WORK REQUEST: Scan the entries for lines with the word "spec" and copy those lines.

Start of INFORMATION SHOWN

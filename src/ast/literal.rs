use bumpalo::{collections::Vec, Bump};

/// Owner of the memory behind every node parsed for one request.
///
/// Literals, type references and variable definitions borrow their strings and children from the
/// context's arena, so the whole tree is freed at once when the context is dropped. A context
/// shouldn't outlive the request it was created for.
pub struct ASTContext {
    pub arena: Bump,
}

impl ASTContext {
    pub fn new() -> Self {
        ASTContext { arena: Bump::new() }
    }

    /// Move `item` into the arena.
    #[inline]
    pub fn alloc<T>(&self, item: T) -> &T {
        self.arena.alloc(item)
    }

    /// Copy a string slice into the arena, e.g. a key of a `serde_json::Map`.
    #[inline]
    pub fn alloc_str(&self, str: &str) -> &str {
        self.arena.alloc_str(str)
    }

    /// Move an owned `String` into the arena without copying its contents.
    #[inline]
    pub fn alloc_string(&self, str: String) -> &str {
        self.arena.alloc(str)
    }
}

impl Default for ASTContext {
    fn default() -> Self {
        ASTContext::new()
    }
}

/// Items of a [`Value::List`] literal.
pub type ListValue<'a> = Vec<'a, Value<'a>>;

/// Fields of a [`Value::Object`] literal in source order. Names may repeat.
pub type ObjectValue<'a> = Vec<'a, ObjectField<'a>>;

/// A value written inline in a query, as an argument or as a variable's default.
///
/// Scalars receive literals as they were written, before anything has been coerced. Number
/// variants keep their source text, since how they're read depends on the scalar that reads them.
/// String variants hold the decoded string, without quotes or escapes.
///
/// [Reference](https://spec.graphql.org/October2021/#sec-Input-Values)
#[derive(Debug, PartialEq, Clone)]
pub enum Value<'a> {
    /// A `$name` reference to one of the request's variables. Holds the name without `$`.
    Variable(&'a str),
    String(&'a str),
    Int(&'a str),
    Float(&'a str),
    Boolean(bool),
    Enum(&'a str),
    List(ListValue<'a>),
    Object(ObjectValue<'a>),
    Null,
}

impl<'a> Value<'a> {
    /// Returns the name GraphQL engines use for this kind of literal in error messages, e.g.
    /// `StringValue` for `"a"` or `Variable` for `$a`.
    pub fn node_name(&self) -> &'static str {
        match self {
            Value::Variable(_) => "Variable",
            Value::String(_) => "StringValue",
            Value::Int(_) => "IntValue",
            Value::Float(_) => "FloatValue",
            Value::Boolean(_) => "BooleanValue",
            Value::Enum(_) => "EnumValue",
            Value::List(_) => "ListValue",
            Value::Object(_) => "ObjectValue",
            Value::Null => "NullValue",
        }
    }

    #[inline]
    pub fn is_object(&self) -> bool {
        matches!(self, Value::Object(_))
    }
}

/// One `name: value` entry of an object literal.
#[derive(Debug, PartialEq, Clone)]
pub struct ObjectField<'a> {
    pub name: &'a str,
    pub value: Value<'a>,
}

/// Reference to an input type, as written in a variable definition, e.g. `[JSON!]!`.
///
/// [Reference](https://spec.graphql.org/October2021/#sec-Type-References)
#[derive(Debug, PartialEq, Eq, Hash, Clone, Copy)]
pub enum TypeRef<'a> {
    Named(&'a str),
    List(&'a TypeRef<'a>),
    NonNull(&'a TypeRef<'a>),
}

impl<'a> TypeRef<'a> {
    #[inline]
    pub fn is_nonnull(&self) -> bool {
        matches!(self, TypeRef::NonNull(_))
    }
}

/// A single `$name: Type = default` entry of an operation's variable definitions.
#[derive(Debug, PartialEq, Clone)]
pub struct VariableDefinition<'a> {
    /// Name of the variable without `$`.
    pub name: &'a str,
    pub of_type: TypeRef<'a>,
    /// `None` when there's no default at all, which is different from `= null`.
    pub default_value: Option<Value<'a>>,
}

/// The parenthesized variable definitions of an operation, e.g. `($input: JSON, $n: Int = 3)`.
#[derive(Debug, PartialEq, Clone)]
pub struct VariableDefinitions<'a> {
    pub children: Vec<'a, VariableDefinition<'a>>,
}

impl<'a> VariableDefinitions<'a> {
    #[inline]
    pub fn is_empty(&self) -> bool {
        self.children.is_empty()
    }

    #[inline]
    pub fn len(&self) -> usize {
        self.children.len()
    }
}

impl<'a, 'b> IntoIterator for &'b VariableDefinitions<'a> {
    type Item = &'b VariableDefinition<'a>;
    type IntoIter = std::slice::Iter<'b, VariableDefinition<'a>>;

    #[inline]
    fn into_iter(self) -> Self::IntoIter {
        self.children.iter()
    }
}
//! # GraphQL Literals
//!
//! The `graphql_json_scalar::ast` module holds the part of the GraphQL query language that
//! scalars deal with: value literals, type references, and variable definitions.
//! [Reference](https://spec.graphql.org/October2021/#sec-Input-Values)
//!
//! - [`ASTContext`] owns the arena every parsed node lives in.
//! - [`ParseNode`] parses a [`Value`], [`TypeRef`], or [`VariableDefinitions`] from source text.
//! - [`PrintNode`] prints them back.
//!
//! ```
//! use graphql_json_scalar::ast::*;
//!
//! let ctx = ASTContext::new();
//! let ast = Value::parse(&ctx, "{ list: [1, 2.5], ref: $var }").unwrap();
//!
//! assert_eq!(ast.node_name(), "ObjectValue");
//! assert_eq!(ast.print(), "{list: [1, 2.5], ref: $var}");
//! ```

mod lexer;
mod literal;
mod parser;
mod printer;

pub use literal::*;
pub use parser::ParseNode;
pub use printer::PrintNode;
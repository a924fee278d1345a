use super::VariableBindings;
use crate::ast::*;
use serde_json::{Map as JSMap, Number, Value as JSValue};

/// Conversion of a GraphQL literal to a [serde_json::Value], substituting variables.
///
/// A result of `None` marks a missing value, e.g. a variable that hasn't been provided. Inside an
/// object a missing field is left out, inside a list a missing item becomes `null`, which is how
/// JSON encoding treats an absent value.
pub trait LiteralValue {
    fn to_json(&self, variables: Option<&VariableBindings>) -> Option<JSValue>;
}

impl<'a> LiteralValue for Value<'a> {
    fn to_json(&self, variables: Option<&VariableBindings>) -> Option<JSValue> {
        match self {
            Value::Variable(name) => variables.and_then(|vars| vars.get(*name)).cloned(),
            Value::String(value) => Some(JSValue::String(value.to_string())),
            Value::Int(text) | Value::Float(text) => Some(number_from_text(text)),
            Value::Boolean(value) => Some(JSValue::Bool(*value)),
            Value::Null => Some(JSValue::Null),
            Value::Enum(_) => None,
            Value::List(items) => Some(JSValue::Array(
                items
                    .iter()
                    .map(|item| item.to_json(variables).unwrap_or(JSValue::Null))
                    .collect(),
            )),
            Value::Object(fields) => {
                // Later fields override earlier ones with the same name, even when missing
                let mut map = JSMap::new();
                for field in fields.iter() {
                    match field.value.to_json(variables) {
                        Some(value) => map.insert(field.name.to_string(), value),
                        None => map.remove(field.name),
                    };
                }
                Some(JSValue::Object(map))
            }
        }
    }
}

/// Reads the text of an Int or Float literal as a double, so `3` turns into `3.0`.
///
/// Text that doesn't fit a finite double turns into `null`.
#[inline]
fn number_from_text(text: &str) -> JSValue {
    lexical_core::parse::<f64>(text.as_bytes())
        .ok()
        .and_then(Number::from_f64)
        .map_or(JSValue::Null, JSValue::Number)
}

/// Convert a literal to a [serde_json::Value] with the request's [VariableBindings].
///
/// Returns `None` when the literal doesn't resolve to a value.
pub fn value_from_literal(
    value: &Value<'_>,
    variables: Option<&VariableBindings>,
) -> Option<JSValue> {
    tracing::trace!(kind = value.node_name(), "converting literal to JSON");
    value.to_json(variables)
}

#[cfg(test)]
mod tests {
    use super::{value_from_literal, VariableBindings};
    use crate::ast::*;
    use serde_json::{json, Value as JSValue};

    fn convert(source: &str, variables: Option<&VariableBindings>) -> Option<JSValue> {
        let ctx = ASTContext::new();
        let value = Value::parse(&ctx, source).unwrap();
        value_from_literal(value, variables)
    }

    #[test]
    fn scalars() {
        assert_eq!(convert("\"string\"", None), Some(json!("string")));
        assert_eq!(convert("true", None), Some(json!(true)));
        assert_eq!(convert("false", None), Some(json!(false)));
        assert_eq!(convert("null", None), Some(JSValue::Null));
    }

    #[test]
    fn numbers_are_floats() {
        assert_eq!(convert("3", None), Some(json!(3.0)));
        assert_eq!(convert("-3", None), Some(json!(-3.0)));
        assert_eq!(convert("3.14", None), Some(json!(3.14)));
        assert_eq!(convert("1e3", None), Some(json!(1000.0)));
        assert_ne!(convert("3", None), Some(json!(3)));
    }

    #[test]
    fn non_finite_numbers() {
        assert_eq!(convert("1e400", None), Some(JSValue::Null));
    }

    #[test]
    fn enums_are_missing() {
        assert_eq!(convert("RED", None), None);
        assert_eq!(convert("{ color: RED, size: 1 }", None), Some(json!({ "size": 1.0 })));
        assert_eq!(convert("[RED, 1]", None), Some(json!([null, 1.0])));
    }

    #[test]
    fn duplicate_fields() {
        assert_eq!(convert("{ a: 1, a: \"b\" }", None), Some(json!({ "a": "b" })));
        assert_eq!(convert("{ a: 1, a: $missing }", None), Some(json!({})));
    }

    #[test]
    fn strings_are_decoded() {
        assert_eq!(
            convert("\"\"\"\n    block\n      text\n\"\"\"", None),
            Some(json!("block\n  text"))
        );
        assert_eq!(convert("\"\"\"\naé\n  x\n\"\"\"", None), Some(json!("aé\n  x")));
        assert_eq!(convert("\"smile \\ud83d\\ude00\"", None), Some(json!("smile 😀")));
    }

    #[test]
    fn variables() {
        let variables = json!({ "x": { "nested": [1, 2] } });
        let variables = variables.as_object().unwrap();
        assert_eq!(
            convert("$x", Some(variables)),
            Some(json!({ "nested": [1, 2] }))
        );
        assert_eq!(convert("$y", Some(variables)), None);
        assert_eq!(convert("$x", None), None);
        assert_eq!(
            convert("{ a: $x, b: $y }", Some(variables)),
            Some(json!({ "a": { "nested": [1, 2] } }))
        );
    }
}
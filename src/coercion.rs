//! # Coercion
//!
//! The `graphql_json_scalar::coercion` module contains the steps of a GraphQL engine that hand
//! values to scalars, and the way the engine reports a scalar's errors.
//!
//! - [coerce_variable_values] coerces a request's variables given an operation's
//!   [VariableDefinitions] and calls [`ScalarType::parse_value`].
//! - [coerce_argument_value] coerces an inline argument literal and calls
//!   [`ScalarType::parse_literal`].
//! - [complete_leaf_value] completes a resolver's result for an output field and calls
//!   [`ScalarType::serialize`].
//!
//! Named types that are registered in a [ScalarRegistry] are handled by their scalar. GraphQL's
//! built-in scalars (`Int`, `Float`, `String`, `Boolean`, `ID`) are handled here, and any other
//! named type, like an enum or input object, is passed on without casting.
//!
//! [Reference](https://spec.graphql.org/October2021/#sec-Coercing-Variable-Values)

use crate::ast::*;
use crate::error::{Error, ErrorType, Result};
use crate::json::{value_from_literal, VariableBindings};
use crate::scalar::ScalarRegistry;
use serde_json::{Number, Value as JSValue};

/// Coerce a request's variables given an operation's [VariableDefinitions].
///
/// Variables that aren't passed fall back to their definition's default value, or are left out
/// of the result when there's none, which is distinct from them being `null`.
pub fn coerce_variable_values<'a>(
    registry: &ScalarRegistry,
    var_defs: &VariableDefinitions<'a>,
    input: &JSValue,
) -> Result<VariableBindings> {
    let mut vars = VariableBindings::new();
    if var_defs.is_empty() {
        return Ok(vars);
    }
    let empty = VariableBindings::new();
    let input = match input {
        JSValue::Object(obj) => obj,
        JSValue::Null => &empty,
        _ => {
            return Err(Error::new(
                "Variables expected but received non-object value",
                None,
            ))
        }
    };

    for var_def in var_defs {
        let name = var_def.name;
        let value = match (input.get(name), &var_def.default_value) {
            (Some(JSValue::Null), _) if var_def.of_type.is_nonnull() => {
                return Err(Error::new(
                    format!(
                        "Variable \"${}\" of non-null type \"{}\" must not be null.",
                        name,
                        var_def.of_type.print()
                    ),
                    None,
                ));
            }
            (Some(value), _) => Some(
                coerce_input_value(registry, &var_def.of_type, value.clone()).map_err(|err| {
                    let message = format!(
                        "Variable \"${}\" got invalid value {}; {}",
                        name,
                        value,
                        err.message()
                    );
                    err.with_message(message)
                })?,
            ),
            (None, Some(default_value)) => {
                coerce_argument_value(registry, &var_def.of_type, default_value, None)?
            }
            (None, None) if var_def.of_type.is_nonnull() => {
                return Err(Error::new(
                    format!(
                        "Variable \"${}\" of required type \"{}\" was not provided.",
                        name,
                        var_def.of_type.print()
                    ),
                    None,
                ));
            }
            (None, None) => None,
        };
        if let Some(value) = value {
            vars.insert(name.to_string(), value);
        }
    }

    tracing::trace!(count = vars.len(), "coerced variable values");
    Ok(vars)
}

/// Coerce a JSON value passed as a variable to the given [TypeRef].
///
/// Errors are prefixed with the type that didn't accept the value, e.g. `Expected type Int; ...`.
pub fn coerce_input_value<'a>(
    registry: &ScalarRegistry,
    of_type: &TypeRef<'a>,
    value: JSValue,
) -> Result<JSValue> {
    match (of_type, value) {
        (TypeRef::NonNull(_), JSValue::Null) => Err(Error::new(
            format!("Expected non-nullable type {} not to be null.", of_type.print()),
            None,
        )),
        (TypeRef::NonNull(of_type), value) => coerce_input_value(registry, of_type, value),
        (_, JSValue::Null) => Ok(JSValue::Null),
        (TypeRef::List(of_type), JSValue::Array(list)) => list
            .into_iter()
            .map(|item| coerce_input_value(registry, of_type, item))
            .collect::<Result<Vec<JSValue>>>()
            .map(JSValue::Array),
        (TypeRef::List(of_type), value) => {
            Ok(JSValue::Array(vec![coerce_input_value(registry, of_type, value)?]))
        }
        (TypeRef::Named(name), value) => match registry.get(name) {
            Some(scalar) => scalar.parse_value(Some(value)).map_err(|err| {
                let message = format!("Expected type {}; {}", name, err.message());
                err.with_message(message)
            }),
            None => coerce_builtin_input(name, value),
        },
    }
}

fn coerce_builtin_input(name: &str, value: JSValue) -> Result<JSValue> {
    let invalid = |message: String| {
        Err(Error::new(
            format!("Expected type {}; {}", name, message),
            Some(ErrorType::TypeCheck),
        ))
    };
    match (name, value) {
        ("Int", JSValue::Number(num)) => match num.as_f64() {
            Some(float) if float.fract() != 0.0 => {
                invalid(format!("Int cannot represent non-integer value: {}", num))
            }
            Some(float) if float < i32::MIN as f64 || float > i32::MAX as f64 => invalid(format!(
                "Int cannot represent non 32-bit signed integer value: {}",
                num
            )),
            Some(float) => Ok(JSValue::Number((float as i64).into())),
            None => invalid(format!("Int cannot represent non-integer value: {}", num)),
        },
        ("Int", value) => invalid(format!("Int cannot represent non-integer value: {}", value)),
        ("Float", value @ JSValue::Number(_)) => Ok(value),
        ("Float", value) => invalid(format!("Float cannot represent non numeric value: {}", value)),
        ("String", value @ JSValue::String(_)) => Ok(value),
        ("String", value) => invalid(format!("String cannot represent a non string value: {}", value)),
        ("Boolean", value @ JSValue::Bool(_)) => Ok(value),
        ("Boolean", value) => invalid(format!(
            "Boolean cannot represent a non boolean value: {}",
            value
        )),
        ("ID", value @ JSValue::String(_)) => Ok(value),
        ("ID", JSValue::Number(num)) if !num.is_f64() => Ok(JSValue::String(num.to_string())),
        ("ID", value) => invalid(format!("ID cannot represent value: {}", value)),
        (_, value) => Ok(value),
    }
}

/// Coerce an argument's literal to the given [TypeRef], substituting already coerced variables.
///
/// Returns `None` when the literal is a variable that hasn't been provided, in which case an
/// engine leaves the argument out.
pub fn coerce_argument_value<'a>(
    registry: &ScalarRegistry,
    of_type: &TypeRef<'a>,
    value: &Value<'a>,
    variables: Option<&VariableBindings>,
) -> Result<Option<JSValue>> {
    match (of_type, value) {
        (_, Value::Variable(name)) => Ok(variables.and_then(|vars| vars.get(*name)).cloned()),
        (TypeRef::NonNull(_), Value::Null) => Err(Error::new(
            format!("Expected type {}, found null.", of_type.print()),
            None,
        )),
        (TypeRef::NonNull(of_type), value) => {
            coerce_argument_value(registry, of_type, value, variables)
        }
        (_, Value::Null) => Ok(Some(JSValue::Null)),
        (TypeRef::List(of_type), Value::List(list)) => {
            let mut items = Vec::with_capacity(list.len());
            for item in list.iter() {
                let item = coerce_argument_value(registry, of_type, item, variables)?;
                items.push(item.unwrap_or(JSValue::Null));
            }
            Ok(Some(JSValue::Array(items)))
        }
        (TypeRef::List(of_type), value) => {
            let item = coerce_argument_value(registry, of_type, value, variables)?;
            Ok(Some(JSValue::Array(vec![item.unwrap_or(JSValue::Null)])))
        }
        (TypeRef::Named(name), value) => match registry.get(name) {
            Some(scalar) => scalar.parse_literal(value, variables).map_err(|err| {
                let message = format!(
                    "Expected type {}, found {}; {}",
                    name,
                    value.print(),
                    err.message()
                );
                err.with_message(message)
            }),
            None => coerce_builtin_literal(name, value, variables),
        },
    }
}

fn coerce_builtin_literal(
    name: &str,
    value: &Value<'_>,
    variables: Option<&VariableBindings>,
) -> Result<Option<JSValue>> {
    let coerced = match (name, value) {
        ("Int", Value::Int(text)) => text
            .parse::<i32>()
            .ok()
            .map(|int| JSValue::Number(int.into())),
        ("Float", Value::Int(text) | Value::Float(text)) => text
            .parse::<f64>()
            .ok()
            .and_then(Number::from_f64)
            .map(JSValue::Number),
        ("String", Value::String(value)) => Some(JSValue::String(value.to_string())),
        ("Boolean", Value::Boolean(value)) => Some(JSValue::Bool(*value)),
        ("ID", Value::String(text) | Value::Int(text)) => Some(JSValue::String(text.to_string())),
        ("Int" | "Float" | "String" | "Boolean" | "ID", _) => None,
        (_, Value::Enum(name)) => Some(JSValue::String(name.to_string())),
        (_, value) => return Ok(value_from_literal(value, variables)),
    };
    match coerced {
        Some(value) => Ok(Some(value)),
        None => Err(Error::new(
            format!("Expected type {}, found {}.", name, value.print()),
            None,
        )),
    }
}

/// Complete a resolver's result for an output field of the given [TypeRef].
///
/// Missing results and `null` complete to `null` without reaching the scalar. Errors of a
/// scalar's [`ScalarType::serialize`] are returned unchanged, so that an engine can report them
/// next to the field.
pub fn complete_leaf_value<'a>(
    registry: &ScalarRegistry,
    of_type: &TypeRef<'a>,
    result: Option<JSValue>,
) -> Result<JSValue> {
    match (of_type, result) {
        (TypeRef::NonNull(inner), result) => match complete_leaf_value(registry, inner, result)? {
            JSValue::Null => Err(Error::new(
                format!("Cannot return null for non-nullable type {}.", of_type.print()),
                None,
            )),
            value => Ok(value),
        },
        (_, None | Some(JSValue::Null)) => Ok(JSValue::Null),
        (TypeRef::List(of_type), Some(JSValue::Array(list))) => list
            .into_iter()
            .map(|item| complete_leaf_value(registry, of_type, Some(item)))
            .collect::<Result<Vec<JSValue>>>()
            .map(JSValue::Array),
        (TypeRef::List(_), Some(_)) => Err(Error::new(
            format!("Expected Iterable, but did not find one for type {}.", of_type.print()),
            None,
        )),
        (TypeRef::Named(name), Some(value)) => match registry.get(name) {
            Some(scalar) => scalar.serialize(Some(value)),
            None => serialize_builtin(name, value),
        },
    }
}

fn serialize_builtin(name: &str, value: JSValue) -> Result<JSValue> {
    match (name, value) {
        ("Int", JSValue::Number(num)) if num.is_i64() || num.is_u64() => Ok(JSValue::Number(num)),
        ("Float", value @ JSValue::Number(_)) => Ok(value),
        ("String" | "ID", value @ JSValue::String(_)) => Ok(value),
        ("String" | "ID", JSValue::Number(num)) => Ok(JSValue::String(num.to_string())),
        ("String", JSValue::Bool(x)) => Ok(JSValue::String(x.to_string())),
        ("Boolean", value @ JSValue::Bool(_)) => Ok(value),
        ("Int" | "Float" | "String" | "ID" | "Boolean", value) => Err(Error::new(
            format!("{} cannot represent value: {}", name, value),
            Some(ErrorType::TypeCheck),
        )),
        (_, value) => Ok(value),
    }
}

End of INFORMATION SHOWN

TASK SOLUTION:
/// [Reference](https://spec.graphql.org/October2021/#sec-Input-Values)
/// [Reference](https://spec.graphql.org/October2021/#sec-Type-References)
//! [Reference](https://spec.graphql.org/October2021/#sec-Input-Values)
//! [Reference](https://spec.graphql.org/October2021/#sec-Coercing-Variable-Values)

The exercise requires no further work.